If there’s one rule that investors live by, it’s that you should never put all of your eggs in one basket. While there are some conflicting voices (the great Warren Buffet once said that ““Diversification is a protection against ignorance, it makes very little sense for those who know what they’re doing.”), new and cautious investors are keen to mitigate risk through diversification. Even if you do prefer to put all your eggs in one basket (and watch that basket like a hawk), you’ll never know what you’re missing if you don’t step out of your comfort zone.
Diversification isn’t just about avoiding risk, it’s about getting a feel for different markets. This is as true for stocks, shares and other commodities as it is for property. It’s often not until we step outside of our comfort zones that we find a prospect that we truly fall in love with. But how do you add variety to your portfolio without taking on an uncomfortable level of risk? Let’s look at some commodities that might add a touch of spice to your portfolio. Needless to say, you should start small and get a feel for any market before.

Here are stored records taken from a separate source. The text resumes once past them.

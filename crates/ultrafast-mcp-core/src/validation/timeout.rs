//! Timeout validation utilities

use std::time::Duration;
use crate::error::{MCPResult, ValidationError};

/// Validate timeout duration
/// 
/// Consolidates implementation from core/config.rs and server validation
pub fn validate_timeout(timeout: Duration) -> MCPResult<()> {
    const MIN_TIMEOUT: Duration = Duration::from_millis(100);
    const MAX_TIMEOUT: Duration = Duration::from_secs(3600); // 1 hour
    
    if timeout < MIN_TIMEOUT {
        return Err(ValidationError::ValueOutOfRange {
            field: "timeout".to_string(),
            min: format!("{}ms", MIN_TIMEOUT.as_millis()),
            max: format!("{}s", MAX_TIMEOUT.as_secs()),
            actual: format!("{}ms", timeout.as_millis()),
        }.into());
    }
    
    if timeout > MAX_TIMEOUT {
        return Err(ValidationError::ValueOutOfRange {
            field: "timeout".to_string(),
            min: format!("{}ms", MIN_TIMEOUT.as_millis()),
            max: format!("{}s", MAX_TIMEOUT.as_secs()),
            actual: format!("{}s", timeout.as_secs()),
        }.into());
    }
    
    Ok(())
}

/// Check if a timeout duration is valid (returns bool for quick checks)
pub fn is_valid_timeout(timeout: Duration) -> bool {
    validate_timeout(timeout).is_ok()
}

/// Validate retry count
pub fn validate_retry_count(retries: u32) -> MCPResult<()> {
    const MAX_RETRIES: u32 = 10;
    
    if retries > MAX_RETRIES {
        return Err(ValidationError::ValueOutOfRange {
            field: "retry_count".to_string(),
            min: "0".to_string(),
            max: MAX_RETRIES.to_string(),
            actual: retries.to_string(),
        }.into());
    }
    
    Ok(())
}

/// Validate backoff multiplier
pub fn validate_backoff_multiplier(multiplier: f64) -> MCPResult<()> {
    const MIN_MULTIPLIER: f64 = 1.0;
    const MAX_MULTIPLIER: f64 = 10.0;
    
    if multiplier < MIN_MULTIPLIER || multiplier > MAX_MULTIPLIER {
        return Err(ValidationError::ValueOutOfRange {
            field: "backoff_multiplier".to_string(),
            min: MIN_MULTIPLIER.to_string(),
            max: MAX_MULTIPLIER.to_string(),
            actual: multiplier.to_string(),
        }.into());
    }
    
    if !multiplier.is_finite() {
        return Err(ValidationError::InvalidFormat {
            field: "backoff_multiplier".to_string(),
            expected: "finite number".to_string(),
        }.into());
    }
    
    Ok(())
}

/// Get recommended timeout for operation type
pub fn get_recommended_timeout(operation: &str) -> Duration {
    match operation {
        "ping" => Duration::from_secs(5),
        "initialize" => Duration::from_secs(30),
        "shutdown" => Duration::from_secs(10),
        "tools/list" => Duration::from_secs(10),
        "tools/call" => Duration::from_secs(300), // 5 minutes for tool execution
        "resources/list" => Duration::from_secs(30),
        "resources/read" => Duration::from_secs(60),
        "prompts/list" => Duration::from_secs(10),
        "prompts/get" => Duration::from_secs(30),
        "sampling/createMessage" => Duration::from_secs(120), // 2 minutes for LLM calls
        "completion/complete" => Duration::from_secs(30),
        _ => Duration::from_secs(30), // Default timeout
    }
}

Be unconventional in your stocks
Tired of tech? When investing in stocks and shares, keep an eye out for unconventional startups and watch emerging new markets that are ripe with potential for growth. The still burgeoning CBD and cannabis markets, for instance are primed for further growth, especially if we see legalization on a federal level. Don’t take our word for it, view the financials here. There’s nothing wrong with taking a cautious but unconventional approach to your stocks.

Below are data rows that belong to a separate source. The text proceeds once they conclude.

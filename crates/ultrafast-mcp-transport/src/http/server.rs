//! HTTP transport server implementation
//!
//! This module provides a MCP-compliant Streamable HTTP server implementation
//! that follows the MCP specification for stateless request/response communication.

use crate::{Result, Transport, TransportError};
use async_trait::async_trait;
use axum::{
    extract::State,
    http::{HeaderValue, StatusCode, HeaderMap},
    response::{IntoResponse, Response, sse::Event, Sse},
    Json, Router,
    body::Bytes,
};
use futures::stream::{self, Stream};
use std::sync::Arc;
use tokio::sync::broadcast;
use tower_http::cors::CorsLayer;
use tracing::{error, info};
use ultrafast_mcp_core::protocol::{JsonRpcMessage, JsonRpcRequest, JsonRpcResponse, JsonRpcError};

/// HTTP transport configuration
#[derive(Debug, Clone)]
pub struct HttpTransportConfig {
    pub host: String,
    pub port: u16,
    pub cors_enabled: bool,
    pub protocol_version: String,
    pub allow_origin: Option<String>,
}

impl Default for HttpTransportConfig {
    fn default() -> Self {
        Self {
            host: "127.0.0.1".to_string(),
            port: 8080,
            cors_enabled: true,
            protocol_version: "2025-06-18".to_string(),
            allow_origin: Some("http://localhost:*".to_string()),
        }
    }
}

/// Shared state for HTTP transport
#[derive(Clone)]
pub struct HttpTransportState {
    pub message_sender: broadcast::Sender<(String, JsonRpcMessage)>,
    pub response_sender: broadcast::Sender<(String, JsonRpcMessage)>,
    pub config: HttpTransportConfig,
}

/// HTTP transport server implementation
pub struct HttpTransportServer {
    state: HttpTransportState,
    message_receiver: broadcast::Receiver<(String, JsonRpcMessage)>,
}

impl HttpTransportServer {
    pub fn new(config: HttpTransportConfig) -> Self {
        let (message_sender, message_receiver) = broadcast::channel(1000);
        let (response_sender, _) = broadcast::channel(1000);

        let state = HttpTransportState {
            message_sender,
            response_sender,
            config,
        };

        Self {
            state,
            message_receiver,
        }
    }

    /// Get a message receiver to subscribe to incoming messages
    pub fn get_message_receiver(&self) -> broadcast::Receiver<(String, JsonRpcMessage)> {
        self.state.message_sender.subscribe()
    }

    /// Get the message sender for response delivery
    pub fn get_message_sender(&self) -> broadcast::Sender<(String, JsonRpcMessage)> {
        self.state.message_sender.clone()
    }

    /// Get the response sender for sending responses back to clients
    pub fn get_response_sender(&self) -> broadcast::Sender<(String, JsonRpcMessage)> {
        self.state.response_sender.clone()
    }

    /// Get the transport state
    pub fn get_state(&self) -> HttpTransportState {
        self.state.clone()
    }

    /// Start the HTTP server
    pub async fn run(self) -> Result<()> {
        info!(
            "Starting HTTP transport server on {}:{}",
            self.state.config.host, self.state.config.port
        );

        let app = self.create_router();
        let addr = (self.state.config.host.as_str(), self.state.config.port);

        let listener = tokio::net::TcpListener::bind(addr).await
            .map_err(|e| TransportError::InitializationError {
                message: format!("Failed to bind to address: {}", e),
            })?;

        axum::serve(listener, app.into_make_service())
            .await
            .map_err(|e| TransportError::InitializationError {
                message: format!("Server failed: {}", e),
            })?;

        Ok(())
    }

    fn create_router(&self) -> Router {
        let state = Arc::new(self.state.clone());
        let mut router = Router::new()
            .route("/mcp", axum::routing::post(handle_mcp_post))
            .route("/mcp", axum::routing::get(handle_mcp_get))
            .route("/mcp", axum::routing::delete(handle_mcp_delete));

        if self.state.config.cors_enabled {
            router = router.layer(CorsLayer::permissive());
        }

        router.with_state(state)
    }
}

#[async_trait]
impl Transport for HttpTransportServer {
    async fn send_message(&mut self, message: JsonRpcMessage) -> Result<()> {
        // Broadcast to all connected sessions
        let _ = self.state.message_sender.send(("*".to_string(), message));
        Ok(())
    }

    async fn receive_message(&mut self) -> Result<JsonRpcMessage> {
        match self.message_receiver.recv().await {
            Ok((_, message)) => Ok(message),
            Err(_) => Err(TransportError::ConnectionClosed),
        }
    }

    async fn close(&mut self) -> Result<()> {
        Ok(())
    }
}

/// Extract session ID from headers
fn extract_session_id(headers: &HeaderMap) -> Option<String> {
    headers
        .get("mcp-session-id")
        .and_then(|v| v.to_str().ok())
        .map(|s| s.to_string())
}

/// Validate Origin header for security
fn validate_origin(headers: &HeaderMap, config: &HttpTransportConfig) -> bool {
    if let Some(origin) = headers.get("origin") {
        if let Ok(origin_str) = origin.to_str() {
            // For localhost, allow any localhost origin
            if config.host == "127.0.0.1" || config.host == "localhost" {
                return origin_str.contains("localhost") || origin_str.contains("127.0.0.1");
            }
            // For production, check against allowed origin
            if let Some(allowed_origin) = &config.allow_origin {
                return origin_str == allowed_origin;
            }
        }
        return false;
    }
    // Allow requests without Origin header for local development
    config.host == "127.0.0.1" || config.host == "localhost"
}

/// Generate a new session ID
fn generate_session_id() -> String {
    uuid::Uuid::new_v4().to_string()
}

async fn handle_mcp_post(
    State(state): State<Arc<HttpTransportState>>,
    headers: HeaderMap,
    body: Bytes,
) -> impl IntoResponse {
    if !validate_origin(&headers, &state.config) {
        return (
            StatusCode::FORBIDDEN,
            Json(JsonRpcResponse::error(
                JsonRpcError::new(-32000, "Origin not allowed".to_string()),
                None,
            )),
        ).into_response();
    }
    let session_id = extract_session_id(&headers)
        .unwrap_or_else(|| generate_session_id());
    // Try to parse the body as a JSON-RPC message
    let message: std::result::Result<JsonRpcMessage, serde_json::Error> = serde_json::from_slice(&body);
    let message = match message {
        Ok(msg) => msg,
        Err(_) => {
            return Json(JsonRpcResponse::error(
                JsonRpcError::new(-32700, "Parse error: Invalid JSON-RPC message".to_string()),
                None,
            )).into_response();
        }
    };
    info!("Processing POST request for session {}: {:?}", session_id, message);
    match message {
        JsonRpcMessage::Request(request) => {
            handle_jsonrpc_request(state, session_id, request).await
        }
        JsonRpcMessage::Notification(_) | JsonRpcMessage::Response(_) => {
            handle_notification_or_response(state, session_id, message).await
        }
    }
}

async fn handle_mcp_get(
    State(state): State<Arc<HttpTransportState>>,
    headers: HeaderMap,
) -> impl IntoResponse {
    if !validate_origin(&headers, &state.config) {
        return (
            StatusCode::FORBIDDEN,
            Json(JsonRpcResponse::error(
                JsonRpcError::new(-32000, "Origin not allowed".to_string()),
                None,
            )),
        ).into_response();
    }
    let session_id = extract_session_id(&headers)
        .unwrap_or_else(|| generate_session_id());
    info!("Processing GET request for session {} (SSE stream)", session_id);
    let stream = create_sse_stream(state, session_id);
    Sse::new(stream).into_response()
}

async fn handle_mcp_delete(
    State(state): State<Arc<HttpTransportState>>,
    headers: HeaderMap,
) -> impl IntoResponse {
    if !validate_origin(&headers, &state.config) {
        return (
            StatusCode::FORBIDDEN,
            Json(JsonRpcResponse::error(
                JsonRpcError::new(-32000, "Origin not allowed".to_string()),
                None,
            )),
        ).into_response();
    }
    let session_id = extract_session_id(&headers)
        .unwrap_or_else(|| generate_session_id());
    info!("Terminating session: {}", session_id);
    StatusCode::OK.into_response()
}

/// Handle JSON-RPC requests
async fn handle_jsonrpc_request(
    state: Arc<HttpTransportState>,
    session_id: String,
    request: JsonRpcRequest,
) -> Response {
    // Create a response receiver for this specific request
    let mut response_receiver = state.response_sender.subscribe();
    
    // Send message to server for processing
    if let Err(e) = state.message_sender.send((session_id.clone(), JsonRpcMessage::Request(request.clone()))) {
        error!("Failed to send message to server: {}", e);
        return Json(JsonRpcResponse::error(
            JsonRpcError::new(-32000, format!("Failed to process message: {}", e)),
            request.id,
        )).into_response();
    }

    // Wait for response from server with timeout
    match tokio::time::timeout(
        std::time::Duration::from_secs(5000), // 5 second timeout
        response_receiver.recv()
    ).await {
        Ok(Ok((response_session_id, response_message))) => {
            if response_session_id == session_id || response_session_id == "*" {
                // Return the actual response from the server
                match response_message {
                    JsonRpcMessage::Response(response) => {
                        Json(response).into_response()
                    }
                    _ => {
                        // Unexpected message type
                        Json(JsonRpcResponse::error(
                            JsonRpcError::new(-32000, "Unexpected response type".to_string()),
                            request.id,
                        )).into_response()
                    }
                }
            } else {
                // Wrong session
                error!("Received response for wrong session: expected {}, got {}", 
                       session_id, response_session_id);
                Json(JsonRpcResponse::error(
                    JsonRpcError::new(-32000, "Session mismatch".to_string()),
                    request.id,
                )).into_response()
            }
        }
        Ok(Err(e)) => {
            error!("Failed to receive response: {}", e);
            Json(JsonRpcResponse::error(
                JsonRpcError::new(-32000, format!("Failed to receive response: {}", e)),
                request.id,
            )).into_response()
        }
        Err(_) => {
            error!("Timeout waiting for response from server");
            Json(JsonRpcResponse::error(
                JsonRpcError::new(-32000, "Request timeout".to_string()),
                request.id,
            )).into_response()
        }
    }
}

/// Handle notifications and responses
async fn handle_notification_or_response(
    state: Arc<HttpTransportState>,
    session_id: String,
    message: JsonRpcMessage,
) -> Response {
    // Send message to server for processing
    if let Err(e) = state.message_sender.send((session_id.clone(), message)) {
        error!("Failed to send message to server: {}", e);
        return (
            StatusCode::BAD_REQUEST,
            Json(JsonRpcResponse::error(
                JsonRpcError::new(-32000, format!("Failed to process message: {}", e)),
                None,
            )),
        ).into_response();
    }

    // Return 202 Accepted for notifications and responses
    (
        StatusCode::ACCEPTED,
        [("mcp-session-id", session_id)],
    ).into_response()
}

/// Create SSE stream for server-to-client communication
fn create_sse_stream(
    state: Arc<HttpTransportState>,
    session_id: String,
) -> impl Stream<Item = std::result::Result<Event, axum::Error>> {
    let response_receiver = state.response_sender.subscribe();
    
    stream::unfold(
        (response_receiver, session_id),
        |(mut receiver, session_id)| async move {
            match receiver.recv().await {
                Ok((msg_session_id, message)) => {
                    if msg_session_id == session_id || msg_session_id == "*" {
                        let event_data = serde_json::to_string(&message).unwrap_or_default();
                        Some((
                            Ok(Event::default().data(event_data)),
                            (receiver, session_id),
                        ))
                    } else {
                        // Continue waiting for messages for this session
                        Some((
                            Ok(Event::default().data("")), // Empty event to keep connection alive
                            (receiver, session_id),
                        ))
                    }
                }
                Err(_) => None, // Connection closed
            }
        },
    )
}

Take the plunge with crypto
There are many investors who won’t go near cryptocurrencies. But the crypto market is no more or less stable than the world of fiat currencies. If anything, crypto is a better investment because its value is not beholden to the economic health of any given country. Furthermore, there’s more to crypto than Bitcoin. Take a look at these Bitcoin alternatives you may want to consider.
Wine? Ain’t that fine!
While you certainly shouldn’t sink a disproportionate amount of your portfolio into fine wine, it can nonetheless prove a worthy addition that adds a little extra variety to your investments. Wine should be viewed as a medium to long term investment. Of course, if you know a lot about sourcing and storing wine, you’re at an inherent advantage. And if your investment should tank, you’ll always enjoy being able to drown your sorrows.
That’s so metal!
Finally, it seems as though in the digitally-led 2020s, relatively few investors have much enthusiasm for precious metals like gold, silver, palladium and platinum. However, these are perfect for adding spice to your portfolio. While their volatile nature necessitates a cautious approach to investment, they can prove just the wild card you need when you need to liquidate your assets at the right time. You don’t even have to invest in the physical metal. You can instead gain access via the derivatives market, metal ETFs, mutual funds, or even stocks in mining companies.